3. Results and Discussion
Heat sterilization is a very common process to obtain adequate culture media for LAB production [24]. The application of reducing sugars like D-glucose as the carbon source in the presence of amino-rich components inevitably leads to the generation of MRPs and therefore to changes in the physicochemical media characteristics when sterilizing them by heat treatment [25]. Thereby the thermal products created (e.g., melanoidins) were proven to be antimicrobial or inhibitory agents on the growth of Escherichia coli and certain hyperthermophilic archaea [26,27]. For bifidobacteria and selected LAB, the addition of growth components glycated via Maillard reaction was obviously beneficial for growth performance [28]. Moreover, previous studies indicated that the media heat treatment had significant positive consequences for the growth behavior of L. acidophilus NCFM and the robustness of the Lactobacillus cultures obtained. Therefore, increasing the understanding of the interrelation between the media sterilization procedure and the culture characteristics is of significant scientific interest, and is also important from an economic point of view. Consequently, 24 Lactobacillus strains were studied for their sensitivity to the heat products occurring via the heat treatment of the fermentation medium, and the formation of those products was assured by autoclaving all the ingredients together.

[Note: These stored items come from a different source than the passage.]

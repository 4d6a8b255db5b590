//! Plist helpers over `lexpr::Value`.
//!
//! Keys may be written as keywords (`#:key`) or as symbols with a leading
//! colon (`:key`); the default `lexpr` parser produces the latter.

use lexpr::Value;

/// Name of a plist key, without the leading colon.
pub fn key_name(value: &Value) -> Option<&str> {
    match value {
        Value::Keyword(k) => Some(&**k),
        Value::Symbol(s) => s.strip_prefix(':'),
        _ => None,
    }
}

/// Look up the value stored under `key` in a plist.
pub fn get_value<'a>(value: &'a Value, key: &str) -> Option<&'a Value> {
    let mut current = value;
    while let Value::Cons(pair) = current {
        if key_name(pair.car()) == Some(key) {
            // Value is the car of the next cons cell
            return match pair.cdr() {
                Value::Cons(next) => Some(next.car()),
                _ => None,
            };
        }
        current = pair.cdr();
    }
    None
}

/// Extract a value from a plist as a string.
pub fn get_keyword(value: &Value, key: &str) -> Option<String> {
    let val = get_value(value, key)?;
    Some(match val {
        Value::Keyword(v) => v.to_string(),
        Value::Symbol(v) => v.strip_prefix(':').unwrap_or(v).to_string(),
        Value::String(v) => v.to_string(),
        Value::Number(n) => n.to_string(),
        Value::Bool(b) => (if *b { "t" } else { "nil" }).to_string(),
        Value::Null | Value::Nil => "nil".to_string(),
        _ => val.to_string(),
    })
}

/// Extract a string value from an s-expression plist.
pub fn get_string(value: &Value, key: &str) -> Option<String> {
    get_keyword(value, key)
}

/// Extract a boolean value from an s-expression plist.
/// Treats "t" as true, "nil" as false.
pub fn get_bool(value: &Value, key: &str) -> Option<bool> {
    get_keyword(value, key).map(|s| s != "nil" && s != "#f" && s != "false")
}

/// Split a plist into (key, value) pairs, in order.
pub fn plist_entries(value: &Value) -> Result<Vec<(String, &Value)>, String> {
    let items = list_items(value);
    if items.len() % 2 != 0 {
        return Err(format!("odd number of plist elements in {}", value));
    }
    items
        .chunks(2)
        .map(|pair| match key_name(pair[0]) {
            Some(k) => Ok((k.to_string(), pair[1])),
            None => Err(format!("expected a :key, found {}", pair[0])),
        })
        .collect()
}

/// Elements of a proper list.  Anything that is not a list yields nothing.
pub fn list_items(value: &Value) -> Vec<&Value> {
    let mut items = Vec::new();
    let mut current = value;
    while let Value::Cons(pair) = current {
        items.push(pair.car());
        current = pair.cdr();
    }
    items
}

/// Numeric value of an integer or float atom.
pub fn as_number(value: &Value) -> Option<f64> {
    match value {
        Value::Number(n) => n.as_f64(),
        _ => None,
    }
}

/// Name of a symbol, keyword or string atom, without a leading colon.
pub fn symbol_name(value: &Value) -> Option<String> {
    match value {
        Value::Symbol(s) => Some(s.strip_prefix(':').unwrap_or(s).to_string()),
        Value::Keyword(k) => Some(k.to_string()),
        Value::String(s) => Some(s.to_string()),
        _ => None,
    }
}
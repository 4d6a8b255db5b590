//! Gesture engine: predicates -> cooldown gate -> events.
//!
//! Every predicate is evaluated on every hand, in `GestureKind::ALL` order.
//! Predicates are not mutually exclusive, so one frame can fire several
//! gestures.  Cooldown and swipe state are keyed by gesture, not by hand.

use std::collections::HashMap;
use std::time::Instant;

use tracing::{debug, info, warn};

use super::cooldown::{CooldownConfig, CooldownRegistry};
use super::gesture::{pose_present, GestureConfig, GestureKind, SwipeDirection, SwipeTracker};
use super::landmarks::{HandFrame, Landmark};

/// A gesture that passed its cooldown gate.
#[derive(Debug, Clone, Copy, PartialEq, Eq)]
pub struct GestureEvent {
    pub kind: GestureKind,
    /// When the frame that fired it was processed.
    pub timestamp: Instant,
}

/// Running counters for status reporting.
#[derive(Debug, Clone, Default)]
pub struct EngineStats {
    /// Tracker frames seen (each may hold several hands).
    pub frames: u64,
    /// Hands evaluated.
    pub hands: u64,
    /// Hands rejected as malformed.
    pub rejected_hands: u64,
    /// Predicate hits swallowed by a cooldown.
    pub suppressed: u64,
    /// Fired events per gesture.
    pub fired: HashMap<GestureKind, u64>,
}

impl EngineStats {
    pub fn total_fired(&self) -> u64 {
        self.fired.values().sum()
    }

    pub fn fired_count(&self, kind: GestureKind) -> u64 {
        self.fired.get(&kind).copied().unwrap_or(0)
    }
}

/// Central gesture recognition state.
pub struct GestureEngine {
    /// Configuration.
    pub config: GestureConfig,
    cooldowns: CooldownRegistry,
    swipe_right: SwipeTracker,
    swipe_left: SwipeTracker,
    stats: EngineStats,
}

impl GestureEngine {
    pub fn new(config: GestureConfig, cooldowns: &CooldownConfig) -> Self {
        info!(
            "Gesture engine initialized ({}x{} screen, pinch < {:.3}, swipe > {:.0}px)",
            config.screen_width, config.screen_height, config.pinch_threshold, config.swipe_threshold_px,
        );
        let o = &config.orientation;
        debug!(
            "Knuckle order: fingers {}, ok-sign {}, scroll-up {}, scroll-down {}, swipe {}, go-back {}",
            o.fingers.as_str(),
            o.ok_sign.as_str(),
            o.scroll_up.as_str(),
            o.scroll_down.as_str(),
            o.swipe.as_str(),
            o.go_back.as_str(),
        );
        Self {
            config,
            cooldowns: CooldownRegistry::new(cooldowns),
            swipe_right: SwipeTracker::new(SwipeDirection::Right),
            swipe_left: SwipeTracker::new(SwipeDirection::Left),
            stats: EngineStats::default(),
        }
    }

    /// Process every hand of one tracker frame, in order.
    ///
    /// Hands with a bad landmark count are rejected and skipped; the rest of
    /// the frame is still processed.
    pub fn process_frame(&mut self, hands: Vec<Vec<Landmark>>, now: Instant) -> Vec<GestureEvent> {
        self.stats.frames += 1;

        let mut events = Vec::new();
        for (i, landmarks) in hands.into_iter().enumerate() {
            match HandFrame::new(landmarks) {
                Ok(frame) => events.extend(self.process(&frame, now)),
                Err(e) => {
                    self.stats.rejected_hands += 1;
                    warn!("Rejected hand {} in frame {}: {}", i, self.stats.frames, e);
                }
            }
        }
        events
    }

    /// Evaluate all predicates on one hand and return the gestures that fire.
    pub fn process(&mut self, frame: &HandFrame, now: Instant) -> Vec<GestureEvent> {
        self.stats.hands += 1;

        let mut events = Vec::new();
        for kind in GestureKind::ALL {
            // Swipe trackers must see every frame, so evaluate before filtering
            if !self.detect(kind, frame) || !self.config.enabled || self.config.is_disabled(kind) {
                continue;
            }

            if self.cooldowns.can_fire(kind, now) {
                *self.stats.fired.entry(kind).or_insert(0) += 1;
                info!("Gesture detected: {}", kind);
                events.push(GestureEvent {
                    kind,
                    timestamp: now,
                });
            } else {
                self.stats.suppressed += 1;
                debug!(
                    "Gesture {} held, cooling down ({}ms left)",
                    kind,
                    self.cooldowns.remaining(kind, now).as_millis()
                );
            }
        }
        events
    }

    fn detect(&mut self, kind: GestureKind, frame: &HandFrame) -> bool {
        match kind {
            GestureKind::SwipeRight => self.swipe_right.update(frame, &self.config),
            GestureKind::SwipeLeft => self.swipe_left.update(frame, &self.config),
            _ => pose_present(kind, frame, &self.config),
        }
    }

    pub fn stats(&self) -> &EngineStats {
        &self.stats
    }

    pub fn swipe_tracker(&self, direction: SwipeDirection) -> &SwipeTracker {
        match direction {
            SwipeDirection::Right => &self.swipe_right,
            SwipeDirection::Left => &self.swipe_left,
        }
    }

    /// Forget all cooldown and swipe history, as if freshly started.
    pub fn reset(&mut self) {
        self.cooldowns.reset();
        self.swipe_right.reset();
        self.swipe_left.reset();
    }

    /// Generate s-expression for the status log.
    pub fn status_sexp(&self) -> String {
        let mut fired: Vec<String> = GestureKind::ALL
            .iter()
            .filter_map(|kind| {
                self.stats
                    .fired
                    .get(kind)
                    .map(|n| format!(":{} {}", kind.as_str(), n))
            })
            .collect();
        if fired.is_empty() {
            fired.push("nil".to_string());
        }
        format!(
            "(:enabled {} :frames {} :hands {} :rejected {} :suppressed {} :fired ({}))",
            if self.config.enabled { "t" } else { "nil" },
            self.stats.frames,
            self.stats.hands,
            self.stats.rejected_hands,
            self.stats.suppressed,
            fired.join(" "),
        )
    }
}

// ── Tests ──────────────────────────────────────────────────
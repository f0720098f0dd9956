//! # Revenue Bucket Allocator
//!
//! CPA partner pixels are paid out of the revenue a session has earned so
//! far. Pixels are considered in listing order; each one that the remaining
//! balance can cover fires and debits its amount. Pixels that cannot be
//! covered are skipped and later, cheaper ones may still fire.

use domains::models::Pixel;

#[derive(Debug, Clone, PartialEq)]
pub struct BucketAllocation<'a> {
    /// Pixels that fire, with the amount each consumed.
    pub fired: Vec<(&'a Pixel, f64)>,
    pub balance: f64,
}

/// Greedy single pass over `pixels`. Non-partner pixels and pixels without
/// a CPA amount are ignored. The balance never goes negative.
pub fn allocate(bucket: f64, pixels: &[Pixel]) -> BucketAllocation<'_> {
    let mut balance = bucket;
    let mut fired = Vec::new();

    for pixel in pixels.iter().filter(|p| p.is_cpa_partner) {
        let Some(amount) = pixel.cpa_amount() else {
            continue;
        };
        if amount <= balance {
            balance -= amount;
            fired.push((pixel, amount));
        }
    }

    BucketAllocation { fired, balance }
}
/// Where and how an SOI lead is delivered.
#[derive(Debug, Clone, PartialEq, Default, Serialize, Deserialize)]
pub struct PostingConfig {
    pub url: String,
    pub method: PostingMethod,
    pub success_string: String,
    #[serde(default)]
    pub posting_fields: Vec<PostingField>,
    #[serde(default)]
    pub hardcoded_fields: Vec<HardcodedField>,
    #[serde(default)]
    pub custom_headers: Vec<CustomHeader>,
}

/// Server-generated posting value (`Date`, `IP Address`).
#[derive(Debug, Clone, PartialEq, Eq, Default, Serialize, Deserialize)]
pub struct PostingField {
    pub field: String,
    pub client_field: Option<String>,
    pub format: Option<String>,
    pub enabled: bool,
}

#[derive(Debug, Clone, PartialEq, Eq, Default, Serialize, Deserialize)]
pub struct HardcodedField {
    pub field: String,
    pub value: String,
}

#[derive(Debug, Clone, PartialEq, Eq, Default, Serialize, Deserialize)]
pub struct CustomHeader {
    pub name: String,
    pub value: String,
}

/// A funnel. Display limits of zero or `None` mean unlimited.
#[derive(Debug, Clone, PartialEq, Eq, Default, Serialize, Deserialize)]
pub struct Path {
    pub id: i64,
    pub slug: String,
    pub max_sois_shown_per_question: Option<u32>,
    pub max_linkouts_shown: Option<u32>,
}

/// SOIs assigned to one survey question of a path, in display order.
#[derive(Debug, Clone, PartialEq, Default, Serialize, Deserialize)]
pub struct SoiGroup {
    pub question_id: i64,
    pub offers: Vec<Offer>,
}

After fermentation of the 24 different Lactobacillus strains (see Table 1) a clear variability in growth characteristics was observed. As expected, these differences were generally apparent between different species. Figure 1 summarizes the mean cell sizes and cell concentrations of the screened strains after a 22 h growth and Figure 2 highlights the differences obtained in the two tested media. Comparable results were also achieved upon a shorter incubation period of 18 h (data not shown). Some of the cultures showed increased cell concentrations when grown in MRSD medium that was only sterile-filtered (e.g., L. rhamnosus La-0617), some were not affected at all (e.g., L. pentosus La-3301), and certain strains showed beneficial growth behavior in heat-sterilized media and thus in the presence of thermal reaction products like MRPs (e.g., L. acidophilus NCFM).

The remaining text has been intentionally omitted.